Each record must be printed exactly as given.

◆ ◆ ◆

//! Rendering helpers shared by the drawing code

use ratatui::{prelude::*, widgets::*};

use crate::runner::{RunStatus, StepStatus};

/// Renders tabs
pub fn render_tabs<'a>(titles: &[&'a str], selected: usize) -> Tabs<'a> {
    let titles: Vec<Line> = titles.iter().map(|t| Line::from(*t)).collect();

    Tabs::new(titles)
        .select(selected)
        .style(Style::default().fg(Color::DarkGray))
        .highlight_style(Style::default().fg(Color::Yellow).bold())
        .divider("|")
}

/// Simple JSON syntax highlighting
pub fn highlight_json(text: &str) -> Vec<Line<'static>> {
    let mut lines = Vec::new();

    for line in text.lines() {
        let mut spans = Vec::new();
        let mut current = String::new();
        let mut in_string = false;
        let mut is_key = false;

        for c in line.chars() {
            match c {
                '"' => {
                    if !current.is_empty() {
                        spans.push(Span::raw(current.clone()));
                        current.clear();
                    }

                    if in_string {
                        // End of string
                        current.push(c);
                        let color = if is_key { Color::Cyan } else { Color::Green };
                        spans.push(Span::styled(current.clone(), Style::default().fg(color)));
                        current.clear();
                        in_string = false;
                        is_key = false;
                    } else {
                        // Start of string
                        in_string = true;
                        current.push(c);
                        // Check if this is a key (followed by :)
                        is_key = line[line.find('"').unwrap_or(0)..].contains("\":");
                    }
                }
                ':' if !in_string => {
                    if !current.is_empty() {
                        spans.push(Span::raw(current.clone()));
                        current.clear();
                    }
                    spans.push(Span::styled(":", Style::default().fg(Color::White)));
                }
                '{' | '}' | '[' | ']' if !in_string => {
                    if !current.is_empty() {
                        spans.push(Span::raw(current.clone()));
                        current.clear();
                    }
                    spans.push(Span::styled(
                        c.to_string(),
                        Style::default().fg(Color::Yellow),
                    ));
                }
                '0'..='9' | '-' | '.' if !in_string => {
                    if !current.is_empty()
                        && !current
                            .chars()
                            .all(|x| x.is_ascii_digit() || x == '-' || x == '.')
                    {
                        spans.push(Span::raw(current.clone()));
                        current.clear();
                    }
                    current.push(c);
                }
                't' | 'r' | 'u' | 'e' | 'f' | 'a' | 'l' | 's' | 'n' if !in_string => {
                    current.push(c);
                    // Check for true, false, null
                    if current == "true" || current == "false" || current == "null" {
                        spans.push(Span::styled(
                            current.clone(),
                            Style::default().fg(Color::Magenta),
                        ));
                        current.clear();
                    }
                }
                _ => {
                    current.push(c);
                }
            }
        }

        if !current.is_empty() {
            // Color numbers
            if current
                .chars()
                .all(|c| c.is_ascii_digit() || c == '-' || c == '.')
            {
                spans.push(Span::styled(current, Style::default().fg(Color::Yellow)));
            } else {
                spans.push(Span::raw(current));
            }
        }

        lines.push(Line::from(spans));
    }

    lines
}

/// Status code color
pub fn status_color(code: u16) -> Color {
    match code {
        200..=299 => Color::Green,
        300..=399 => Color::Cyan,
        400..=499 => Color::Red,
        500..=599 => Color::Magenta,
        _ => Color::Yellow,
    }
}

/// Method color
pub fn method_color(method: &str) -> Color {
    match method {
        "GET" => Color::Green,
        "POST" => Color::Yellow,
        "PUT" => Color::Blue,
        "PATCH" => Color::Cyan,
        "DELETE" => Color::Red,
        _ => Color::White,
    }
}

/// Color of a step in the runner list; `None` is a step not reached yet
pub fn step_status_color(status: Option<StepStatus>) -> Color {
    match status {
        None => Color::DarkGray,
        Some(StepStatus::Running) => Color::Yellow,
        Some(StepStatus::Passed) => Color::Green,
        Some(StepStatus::Failed) => Color::Red,
        Some(StepStatus::Error) => Color::Magenta,
        Some(StepStatus::Skipped) => Color::Gray,
    }
}

/// Color of the overall run status
pub fn run_status_color(status: RunStatus) -> Color {
    match status {
        RunStatus::Pending => Color::DarkGray,
        RunStatus::Running => Color::Yellow,
        RunStatus::Completed => Color::Green,
        RunStatus::Cancelled => Color::Gray,
        RunStatus::Stopped => Color::Red,
    }
}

◆ ◆ ◆

[SOLVED PROBLEM]:
//! Rendering helpers shared by the drawing code

use ratatui::{prelude::*, widgets::*};

use crate::runner::{RunStatus, StepStatus};

/// Renders tabs
pub fn render_tabs<'a>(titles: &[&'a str], selected: usize) -> Tabs<'a> {
    let titles: Vec<Line> = titles.iter().map(|t| Line::from(*t)).collect();

    Tabs::new(titles)
        .select(selected)
        .style(Style::default().fg(Color::DarkGray))
        .highlight_style(Style::default().fg(Color::Yellow).bold())
        .divider("|")
}

/// Simple JSON syntax highlighting
pub fn highlight_json(text: &str) -> Vec<Line<'static>> {
    let mut lines = Vec::new();

    for line in text.lines() {
        let mut spans = Vec::new();
        let mut current = String::new();
        let mut in_string = false;
        let mut is_key = false;

        for c in line.chars() {
            match c {
                '"' => {
                    if !current.is_empty() {
                        spans.push(Span::raw(current.clone()));
                        current.clear();
                    }

                    if in_string {
                        // End of string
                        current.push(c);
                        let color = if is_key { Color::Cyan } else { Color::Green };
                        spans.push(Span::styled(current.clone(), Style::default().fg(color)));
                        current.clear();
                        in_string = false;
                        is_key = false;
                    } else {
                        // Start of string
                        in_string = true;
                        current.push(c);
                        // Check if this is a key (followed by :)
                        is_key = line[line.find('"').unwrap_or(0)..].contains("\":");
                    }
                }
                ':' if !in_string => {
                    if !current.is_empty() {
                        spans.push(Span::raw(current.clone()));
                        current.clear();
                    }
                    spans.push(Span::styled(":", Style::default().fg(Color::White)));
                }
                '{' | '}' | '[' | ']' if !in_string => {
                    if !current.is_empty() {
                        spans.push(Span::raw(current.clone()));
                        current.clear();
                    }
                    spans.push(Span::styled(
                        c.to_string(),
                        Style::default().fg(Color::Yellow),
                    ));
                }
                '0'..='9' | '-' | '.' if !in_string => {
                    if !current.is_empty()
                        && !current
                            .chars()
                            .all(|x| x.is_ascii_digit() || x == '-' || x == '.')
                    {
                        spans.push(Span::raw(current.clone()));
                        current.clear();
                    }
                    current.push(c);
                }
                't' | 'r' | 'u' | 'e' | 'f' | 'a' | 'l' | 's' | 'n' if !in_string => {
                    current.push(c);
                    // Check for true, false, null
                    if current == "true" || current == "false" || current == "null" {
                        spans.push(Span::styled(
                            current.clone(),
                            Style::default().fg(Color::Magenta),
                        ));
                        current.clear();
                    }
                }
                _ => {
                    current.push(c);
                }
            }
        }

        if !current.is_empty() {
            // Color numbers
            if current
                .chars()
                .all(|c| c.is_ascii_digit() || c == '-' || c == '.')
            {
                spans.push(Span::styled(current, Style::default().fg(Color::Yellow)));
            } else {
                spans.push(Span::raw(current));
            }
        }

        lines.push(Line::from(spans));
    }

    lines
}

/// Status code color
pub fn status_color(code: u16) -> Color {
    match code {
        200..=299 => Color::Green,
        300..=399 => Color::Cyan,
        400..=499 => Color::Red,
        500..=599 => Color::Magenta,
        _ => Color::Yellow,
    }
}

/// Method color
pub fn method_color(method: &str) -> Color {
    match method {
        "GET" => Color::Green,
        "POST" => Color::Yellow,
        "PUT" => Color::Blue,
        "PATCH" => Color::Cyan,
        "DELETE" => Color::Red,
        _ => Color::White,
    }
}

/// Color of a step in the runner list; `None` is a step not reached yet
pub fn step_status_color(status: Option<StepStatus>) -> Color {
    match status {
        None => Color::DarkGray,
        Some(StepStatus::Running) => Color::Yellow,
        Some(StepStatus::Passed) => Color::Green,
        Some(StepStatus::Failed) => Color::Red,
        Some(StepStatus::Error) => Color::Magenta,
        Some(StepStatus::Skipped) => Color::Gray,
    }
}

/// Color of the overall run status
pub fn run_status_color(status: RunStatus) -> Color {
    match status {
        RunStatus::Pending => Color::DarkGray,
        RunStatus::Running => Color::Yellow,
        RunStatus::Completed => Color::Green,
        RunStatus::Cancelled => Color::Gray,
        RunStatus::Stopped => Color::Red,
    }
}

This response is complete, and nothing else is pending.